● **Your goal**: Could you give every record again, exactly as it reads?

● **Provided records**:
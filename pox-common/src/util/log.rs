// Copyright (C) 2013-2020 Blockstack PBC, a public benefit corporation
// Copyright (C) 2020-2024 Stacks Open Internet Foundation
//
// This program is free software: you can redistribute it and/or modify
// it under the terms of the GNU General Public License as published by
// the Free Software Foundation, either version 3 of the License, or
// (at your option) any later version.
//
// This program is distributed in the hope that it will be useful,
// but WITHOUT ANY WARRANTY; without even the implied warranty of
// MERCHANTABILITY or FITNESS FOR A PARTICULAR PURPOSE.  See the
// GNU General Public License for more details.
//
// You should have received a copy of the GNU General Public License
// along with this program.  If not, see <http://www.gnu.org/licenses/>.

use std::env;
use std::sync::Mutex;

use slog::{Drain, Level, Logger};

lazy_static! {
    pub static ref LOGGER: Logger = make_logger();
}

#[cfg(feature = "slog_json")]
fn make_json_logger() -> Logger {
    let drain = Mutex::new(slog_json::Json::default(std::io::stderr())).map(slog::Fuse);
    let filtered_drain = slog::LevelFilter::new(drain, get_loglevel()).fuse();
    slog::Logger::root(filtered_drain, o!())
}

#[cfg(not(feature = "slog_json"))]
fn make_json_logger() -> Logger {
    panic!("Tried to construct JSON logger, but the slog_json feature is not enabled")
}

#[cfg(not(test))]
fn make_term_logger() -> Logger {
    let decorator = slog_term::TermDecorator::new().stderr().build();
    let drain = slog_term::CompactFormat::new(decorator).build();
    let drain = Mutex::new(drain).map(slog::Fuse);
    let filtered_drain = slog::LevelFilter::new(drain, get_loglevel()).fuse();
    slog::Logger::root(filtered_drain, o!())
}

// cargo's test harness only captures output written through print!, so route
// test logs there instead of straight to the terminal.
#[cfg(test)]
fn make_term_logger() -> Logger {
    let decorator = slog_term::PlainSyncDecorator::new(slog_term::TestStdoutWriter);
    let drain = slog_term::FullFormat::new(decorator).build().fuse();
    let filtered_drain = slog::LevelFilter::new(drain, get_loglevel()).fuse();
    slog::Logger::root(filtered_drain, o!())
}

fn make_logger() -> Logger {
    if env::var("STACKS_LOG_JSON") == Ok("1".into()) {
        make_json_logger()
    } else {
        make_term_logger()
    }
}

fn get_loglevel() -> Level {
    if env::var("STACKS_LOG_TRACE") == Ok("1".into()) {
        Level::Trace
    } else if env::var("STACKS_LOG_DEBUG") == Ok("1".into()) {
        Level::Debug
    } else {
        Level::Info
    }
}

#[macro_export]
macro_rules! trace {
    ($($arg:tt)*) => ({
        slog_trace!($crate::util::log::LOGGER, $($arg)*)
    })
}

#[macro_export]
macro_rules! error {
    ($($arg:tt)*) => ({
        slog_error!($crate::util::log::LOGGER, $($arg)*)
    })
}

#[macro_export]
macro_rules! warn {
    ($($arg:tt)*) => ({
        slog_warn!($crate::util::log::LOGGER, $($arg)*)
    })
}

#[macro_export]
macro_rules! info {
    ($($arg:tt)*) => ({
        slog_info!($crate::util::log::LOGGER, $($arg)*)
    })
}

#[macro_export]
macro_rules! debug {
    ($($arg:tt)*) => ({
        slog_debug!($crate::util::log::LOGGER, $($arg)*)
    })
}

#[macro_export]
macro_rules! fatal {
    ($($arg:tt)*) => ({
        slog_crit!($crate::util::log::LOGGER, $($arg)*)
    })
}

● **Response**:
filename pox-common/src/util/log.rs
// Copyright (C) 2013-2020 Blockstack PBC, a public benefit corporation
// Copyright (C) 2020-2024 Stacks Open Internet Foundation
//
// This program is free software: you can redistribute it and/or modify
// it under the terms of the GNU General Public License as published by
// the Free Software Foundation, either version 3 of the License, or
// (at your option) any later version.
//
// This program is distributed in the hope that it will be useful,
// but WITHOUT ANY WARRANTY; without even the implied warranty of
// MERCHANTABILITY or FITNESS FOR A PARTICULAR PURPOSE.  See the
// GNU General Public License for more details.
//
// You should have received a copy of the GNU General Public License
// along with this program.  If not, see <http://www.gnu.org/licenses/>.

use std::env;
use std::sync::Mutex;

use slog::{Drain, Level, Logger};

lazy_static! {
    pub static ref LOGGER: Logger = make_logger();
}

#[cfg(feature = "slog_json")]
fn make_json_logger() -> Logger {
    let drain = Mutex::new(slog_json::Json::default(std::io::stderr())).map(slog::Fuse);
    let filtered_drain = slog::LevelFilter::new(drain, get_loglevel()).fuse();
    slog::Logger::root(filtered_drain, o!())
}

#[cfg(not(feature = "slog_json"))]
fn make_json_logger() -> Logger {
    panic!("Tried to construct JSON logger, but the slog_json feature is not enabled")
}

#[cfg(not(test))]
fn make_term_logger() -> Logger {
    let decorator = slog_term::TermDecorator::new().stderr().build();
    let drain = slog_term::CompactFormat::new(decorator).build();
    let drain = Mutex::new(drain).map(slog::Fuse);
    let filtered_drain = slog::LevelFilter::new(drain, get_loglevel()).fuse();
    slog::Logger::root(filtered_drain, o!())
}

// cargo's test harness only captures output written through print!, so route
// test logs there instead of straight to the terminal.
#[cfg(test)]
fn make_term_logger() -> Logger {
    let decorator = slog_term::PlainSyncDecorator::new(slog_term::TestStdoutWriter);
    let drain = slog_term::FullFormat::new(decorator).build().fuse();
    let filtered_drain = slog::LevelFilter::new(drain, get_loglevel()).fuse();
    slog::Logger::root(filtered_drain, o!())
}

fn make_logger() -> Logger {
    if env::var("STACKS_LOG_JSON") == Ok("1".into()) {
        make_json_logger()
    } else {
        make_term_logger()
    }
}

fn get_loglevel() -> Level {
    if env::var("STACKS_LOG_TRACE") == Ok("1".into()) {
        Level::Trace
    } else if env::var("STACKS_LOG_DEBUG") == Ok("1".into()) {
        Level::Debug
    } else {
        Level::Info
    }
}

#[macro_export]
macro_rules! trace {
    ($($arg:tt)*) => ({
        slog_trace!($crate::util::log::LOGGER, $($arg)*)
    })
}

#[macro_export]
macro_rules! error {
    ($($arg:tt)*) => ({
        slog_error!($crate::util::log::LOGGER, $($arg)*)
    })
}

#[macro_export]
macro_rules! warn {
    ($($arg:tt)*) => ({
        slog_warn!($crate::util::log::LOGGER, $($arg)*)
    })
}

#[macro_export]
macro_rules! info {
    ($($arg:tt)*) => ({
        slog_info!($crate::util::log::LOGGER, $($arg)*)
    })
}

#[macro_export]
macro_rules! debug {
    ($($arg:tt)*) => ({
        slog_debug!($crate::util::log::LOGGER, $($arg)*)
    })
}

#[macro_export]
macro_rules! fatal {
    ($($arg:tt)*) => ({
        slog_crit!($crate::util::log::LOGGER, $($arg)*)
    })
}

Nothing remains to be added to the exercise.